Le caractère public ou privé de l'expression constitutive d'une injure ou d'une diffamation est une question assez souvent discutée, dans la mesure où il implique la qualification délictuelle ou contraventionnelle de l'infraction. La question s'est souvent posée ces dernières années à propos des courriels. Lorsqu'elles sont commises envers les particuliers, notamment par tout moyen de communication au public par voie électronique, et dès lors qu'elles ne sont pas précédées de provocations, l'injure et la diffamation sont punissables d'une amende de 12 000 euros (article 33 de la loi de 1881 résultant de la loi du 21 juin 2004, sur la confiance dans l'économie numérique). Si elles ont un caractère discriminatoire, c'est-à-dire dirigé vers une personne ou un groupe de personnes à raison de leur origine ou de leur appartenance ou de leur non-appartenance à une ethnie, une Nation, une race ou une religion déterminée, elles sont punissables de six mois d'emprisonnement et de 22 500 euros d'amende. En revanche, l'injure privée envers une personne, lorsqu'elle n'est pas discriminatoire et lorsqu'elle n'a pas été précédée de provocation, est punie de l'amende prévue pour les contraventions de la première classe, soit 38 euros (C., pén., art. R. 621-1 N° Lexbase : L0962ABA et R. 621-2 N° Lexbase : L0963ABB), l'amende étant portée à 750 euros si elle présente un caractère discriminatoire (contravention de quatrième classe 4, C. pén., art. R. 624-3 N° Lexbase : L3189G9Y et R. 624-4 N° Lexbase : L3190G9Z).
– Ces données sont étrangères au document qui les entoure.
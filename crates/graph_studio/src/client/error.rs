use thiserror::Error;

use crate::model::GraphId;

/// Failure of a graph resource call. Messages are shown to the user as-is.
#[derive(Debug, Clone, PartialEq, Eq, Error)]
pub enum ApiError {
    /// The server answered with `success: false`.
    #[error("{0}")]
    Rejected(String),
    /// Non-2xx status.
    #[error("{message}")]
    Http { status: u16, message: String },
    #[error("graph {0} not found")]
    NotFound(GraphId),
    #[error("network error: {0}")]
    Transport(String),
    #[error("unexpected response: {0}")]
    Decode(String),
}

impl ApiError {
    pub fn is_not_found(&self) -> bool {
        matches!(self, ApiError::NotFound(_) | ApiError::Http { status: 404, .. })
    }
}

#[cfg(test)]
mod tests {
    use super::*;

    #[test]
    fn messages_pass_through() {
        assert_eq!(ApiError::Rejected("name taken".into()).to_string(), "name taken");
        let http = ApiError::Http {
            status: 500,
            message: "Internal Server Error".into(),
        };
        assert_eq!(http.to_string(), "Internal Server Error");
        assert!(!http.is_not_found());
        assert!(ApiError::NotFound(GraphId::new("g1")).is_not_found());
    }
}
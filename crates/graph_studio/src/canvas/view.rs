use egui::{
    Align2, CornerRadius, FontId, Id, Key, PointerButton, Pos2, Rect, Response, Sense,
    Shape, Stroke, StrokeKind, Ui, Vec2, Widget,
};

use super::graph::{ConnectDraft, GraphCanvas};
use super::shape::{self, ARROW_SIZE, EDGE_HIT_DISTANCE};
use super::viewport::Viewport;
use crate::settings::{SettingsInteraction, SettingsNavigation};
use crate::ui_consts::CANVAS_HEIGHT;

const LABEL_MAX_CHARS: usize = 22;

/// Widget drawing a [`GraphCanvas`] and applying user edits to it.
///
/// Drag a node to move it, shift-drag from one node to another to connect
/// them, click to select (ctrl/cmd for several), Delete or Backspace to
/// remove the selection. Dragging the background pans, ctrl-scroll or pinch zooms.
pub struct CanvasView<'a> {
    g: &'a mut GraphCanvas,
    id: Id,
    settings_interaction: SettingsInteraction,
    settings_navigation: SettingsNavigation,
}

impl<'a> CanvasView<'a> {
    pub fn new(g: &'a mut GraphCanvas) -> Self {
        Self {
            g,
            id: Id::new("graph_studio_canvas"),
            settings_interaction: SettingsInteraction::default(),
            settings_navigation: SettingsNavigation::default(),
        }
    }

    /// Canvases with different ids keep separate zoom and pan.
    pub fn with_id(mut self, id: impl std::hash::Hash) -> Self {
        self.id = Id::new(id);
        self
    }

    pub fn with_interactions(mut self, settings_interaction: &SettingsInteraction) -> Self {
        self.settings_interaction = *settings_interaction;
        self
    }

    pub fn with_navigations(mut self, settings_navigation: &SettingsNavigation) -> Self {
        self.settings_navigation = *settings_navigation;
        self
    }

    fn handle_fit_to_screen(&self, local_rect: Rect, view: &mut Viewport) {
        if view.first_frame || self.settings_navigation.fit_to_screen_enabled {
            view.fit(
                local_rect,
                self.g.bounds(),
                self.settings_navigation.fit_to_screen_padding,
            );
        }
    }

    fn handle_hover(&mut self, resp: &Response, view: &Viewport) {
        let hovered = if self.settings_interaction.hover_enabled {
            resp.hover_pos()
                .and_then(|p| self.g.node_at(view.local_to_canvas(local_pos(resp, p))))
        } else {
            None
        };
        self.g.set_hovered_node(hovered);
    }

    /// Node dragging and shift-drag connecting. Returns true while either is active.
    fn handle_node_drag(&mut self, ui: &Ui, resp: &Response, view: &Viewport) -> bool {
        let eff = self.settings_interaction;
        let pointer_canvas = resp
            .interact_pointer_pos()
            .or_else(|| resp.hover_pos())
            .map(|p| view.local_to_canvas(local_pos(resp, p)));

        if resp.drag_started_by(PointerButton::Primary) {
            let start = resp
                .interact_pointer_pos()
                .map(|p| view.local_to_canvas(local_pos(resp, p)));
            if let Some(idx) = start.and_then(|p| self.g.node_at(p)) {
                let shift = ui.input(|i| i.modifiers.shift);
                if shift && eff.connecting_enabled {
                    self.g.set_connect_draft(Some(ConnectDraft {
                        from: idx,
                        to: start.unwrap_or_default(),
                    }));
                } else if eff.dragging_enabled {
                    self.g.set_dragged_node(Some(idx));
                }
            }
        }

        if let Some(draft) = self.g.connect_draft() {
            if let Some(to) = pointer_canvas {
                self.g.set_connect_draft(Some(ConnectDraft { to, ..draft }));
            }
            if resp.drag_stopped() {
                if let Some(target) = pointer_canvas.and_then(|p| self.g.node_at(p)) {
                    self.g.connect(draft.from, target);
                }
                self.g.set_connect_draft(None);
            }
            return true;
        }

        if let Some(idx) = self.g.dragged_node() {
            let delta = resp.drag_delta();
            if delta != Vec2::ZERO {
                self.g.move_node(idx, delta / view.zoom);
            }
            if resp.drag_stopped() || !resp.dragged() {
                self.g.set_dragged_node(None);
            }
            return true;
        }
        false
    }

    fn handle_navigation(&self, ui: &Ui, resp: &Response, view: &mut Viewport, busy: bool) {
        if !self.settings_navigation.zoom_and_pan_enabled {
            return;
        }

        if resp.hovered() {
            let (zoom_delta, hover) = ui.input(|i| (i.zoom_delta(), i.pointer.hover_pos()));
            if zoom_delta != 1.0 {
                let step = self.settings_navigation.zoom_speed * (zoom_delta - 1.0).signum();
                let local_rect = Rect::from_min_size(Pos2::ZERO, resp.rect.size());
                view.zoom_by(local_rect, step, hover.map(|p| local_pos(resp, p)));
            }
        }

        if !busy
            && (resp.dragged_by(PointerButton::Primary) || resp.dragged_by(PointerButton::Middle))
        {
            view.pan += resp.drag_delta();
        }
    }

    fn handle_click(&mut self, ui: &Ui, resp: &Response, view: &Viewport) {
        let eff = self.settings_interaction;
        if !resp.clicked() || !eff.selection_enabled {
            return;
        }
        let Some(pos) = resp.interact_pointer_pos() else {
            return;
        };
        let pos = view.local_to_canvas(local_pos(resp, pos));
        let multi = eff.selection_multi_enabled && ui.input(|i| i.modifiers.command);

        if let Some(idx) = self.g.node_at(pos) {
            let selected = self.g.node(idx).is_some_and(|n| n.selected);
            if !multi {
                self.g.deselect_all();
            }
            self.g.set_node_selected(idx, !selected);
            return;
        }
        if let Some(idx) = self.g.edge_at(pos, EDGE_HIT_DISTANCE / view.zoom) {
            let selected = self.g.edge(idx).is_some_and(|e| e.selected);
            if !multi {
                self.g.deselect_all();
            }
            self.g.set_edge_selected(idx, !selected);
            return;
        }
        self.g.deselect_all();
    }

    fn handle_delete(&mut self, ui: &Ui, resp: &Response) {
        if !self.settings_interaction.deleting_enabled
            || !resp.hovered()
            || ui.ctx().wants_keyboard_input()
        {
            return;
        }
        let pressed = ui.input(|i| i.key_pressed(Key::Delete) || i.key_pressed(Key::Backspace));
        if pressed && self.g.has_selection() {
            let removed = self.g.remove_selected();
            log::debug!("canvas: removed {removed} selected elements");
        }
    }

    fn draw(&self, ui: &Ui, painter: &egui::Painter, rect: Rect, view: &Viewport) {
        let visuals = ui.visuals();
        painter.rect_filled(rect, CornerRadius::same(4), visuals.extreme_bg_color);

        let to_screen = |p: Pos2| rect.left_top() + view.canvas_to_local(p).to_vec2();
        let edge_color = visuals.widgets.noninteractive.fg_stroke.color;
        let accent = visuals.selection.bg_fill;

        for (idx, e) in self.g.edges_iter() {
            let Some((s, t)) = self.g.edge_endpoints(idx) else {
                continue;
            };
            let (Some(s), Some(t)) = (self.g.node(s), self.g.node(t)) else {
                continue;
            };
            let (a, b) = shape::edge_segment(s.location, t.location);
            let (a, b) = (to_screen(a), to_screen(b));
            let color = if e.selected { accent } else { edge_color };
            let width = if e.selected { 2.5 } else { 1.5 };
            let tip = shape::arrow_tip(a, b, ARROW_SIZE * view.zoom.max(0.5));
            let dir = (b - a).normalized();
            painter.line_segment([a, b - dir * ARROW_SIZE * 0.5], Stroke::new(width, color));
            painter.add(Shape::convex_polygon(tip.to_vec(), color, Stroke::NONE));
        }

        if let Some(draft) = self.g.connect_draft() {
            if let Some(from) = self.g.node(draft.from) {
                let a = to_screen(shape::closest_boundary_point(from.location, draft.to));
                painter.add(Shape::dashed_line(
                    &[a, to_screen(draft.to)],
                    Stroke::new(1.5, accent),
                    6.0,
                    4.0,
                ));
            }
        }

        let font_size = (13.0 * view.zoom).clamp(6.0, 26.0);
        for (idx, n) in self.g.nodes_iter() {
            let r = shape::node_rect(n.location);
            let r = Rect::from_min_max(to_screen(r.min), to_screen(r.max));
            let hovered = self.g.hovered_node() == Some(idx);
            let stroke = if n.selected || n.dragged {
                Stroke::new(2.0, accent)
            } else if hovered {
                visuals.widgets.hovered.fg_stroke
            } else {
                visuals.widgets.noninteractive.bg_stroke
            };
            painter.rect(
                r,
                CornerRadius::same(6),
                visuals.widgets.inactive.bg_fill,
                stroke,
                StrokeKind::Inside,
            );

            let text_color = visuals.text_color();
            let label = elide(&n.label, LABEL_MAX_CHARS);
            match &n.data.subtitle {
                Some(sub) => {
                    painter.text(
                        r.center() - Vec2::new(0.0, font_size * 0.55),
                        Align2::CENTER_CENTER,
                        label,
                        FontId::proportional(font_size),
                        text_color,
                    );
                    painter.text(
                        r.center() + Vec2::new(0.0, font_size * 0.6),
                        Align2::CENTER_CENTER,
                        sub,
                        FontId::proportional(font_size * 0.75),
                        visuals.weak_text_color(),
                    );
                }
                None => {
                    painter.text(
                        r.center(),
                        Align2::CENTER_CENTER,
                        label,
                        FontId::proportional(font_size),
                        text_color,
                    );
                }
            }
        }
    }
}

impl Widget for CanvasView<'_> {
    fn ui(mut self, ui: &mut Ui) -> Response {
        let size = Vec2::new(ui.available_width(), CANVAS_HEIGHT);
        let (resp, painter) = ui.allocate_painter(size, Sense::click_and_drag());
        let mut view = Viewport::load(ui, self.id);
        let local_rect = Rect::from_min_size(Pos2::ZERO, resp.rect.size());

        self.handle_fit_to_screen(local_rect, &mut view);
        self.handle_hover(&resp, &view);
        // node drag runs first so the background does not pan on the first frame of a drag
        let busy = self.handle_node_drag(ui, &resp, &view);
        self.handle_navigation(ui, &resp, &mut view, busy);
        self.handle_click(ui, &resp, &view);
        self.handle_delete(ui, &resp);

        self.draw(ui, &painter, resp.rect, &view);
        view.save(ui, self.id);

        if self.g.dragged_node().is_some() || self.g.connect_draft().is_some() {
            ui.ctx().request_repaint();
        }
        resp
    }
}

fn local_pos(resp: &Response, p: Pos2) -> Pos2 {
    (p - resp.rect.left_top()).to_pos2()
}

fn elide(text: &str, max_chars: usize) -> String {
    if text.chars().count() <= max_chars {
        return text.to_string();
    }
    let mut out: String = text.chars().take(max_chars.saturating_sub(1)).collect();
    out.push('…');
    out
}

#[cfg(test)]
mod tests {
    use super::*;

    #[test]
    fn long_labels_are_elided() {
        assert_eq!(elide("short.csv", 22), "short.csv");
        let long = "a-very-long-file-name-that-overflows.xlsx";
        let out = elide(long, 10);
        assert_eq!(out.chars().count(), 10);
        assert!(out.ends_with('…'));
    }
}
Il ressort d'un arrêt de la Chambre criminelle de la Cour de cassation que les imputations diffamatoires contenues dans un courrier électronique qui était adressé à une seule personne et qui concernait une autre personne ne sont susceptibles d'être qualifiées de diffamation non publique que s'il est établi que ce courrier a été adressé au tiers dans des "conditions exclusives de tout caractère confidentiel", indépendamment de la mention formelle figurant sur le courriel (Cass. crim., 24 mai 2011, n° 10-85.184, F-D N° Lexbase : A6378HUR).

La liberté d'expression au bénéfice de certaines activités

S'il est des lieux où il existe très certainement une propension aux expressions de toutes sortes, à l'instar d'internet et des réseaux sociaux, à propos desquels le contentieux est déjà important, il existe surtout des activités dont l'une des raisons d'être est précisément l'expression et qui, de ce fait, en renforce la possibilité : ainsi de la presse, de l'art ou de la recherche. Dans son arrêt "Müller c/ Suisse", la Cour européenne des droits de l'Homme a indiqué que, "ceux qui créent, interprètent diffusent ou exposent une oeuvre d'art, contribuent à l'échange d'idées et d'opinion, indispensable à une société démocratique" (CEDH, 24 mai 1998, Req. 10737/84 N° Lexbase : A8192ITL). On peut mettre cet arrêt en parallèle avec celui de la cour d'appel de Paris qui a jugé non coupable un rappeur ayant traité un célèbre chroniqueur de télévision de "con", en considérant que les propos poursuivis "n'excédaient pas les limites admissibles en matière de liberté d'expression artistique". Après avoir dressé la personnalité du chroniqueur, personnage public lui-même invitant souvent à la polémique (il avait estime publiquement que le rap est une sous-culture d'analphabètes), la cour a relevé que le rap est "un style artistique permettant un recours possible à une certaine dose d'exagération" (CA Paris, 28 juin 2012). A bien des égards, la liberté de création constitue un élément de la liberté d'expression. Elle peut comprendre l'expression de la plupart des opinions, la caricature allant jusqu'à ridiculiser des personnes ou groupes de personnes. Si la liberté d'expression n'est pas celle de porter atteinte au fondement de la société, aux valeurs républicaines, aux droits fondamentaux des personnes et des biens, ou encore à l'honneur des personnes, la frontière est parfois délicate à tracer, mais il est important de considérer que la liberté d'expression reste bien celle de pouvoir dire et exprimer tout le reste.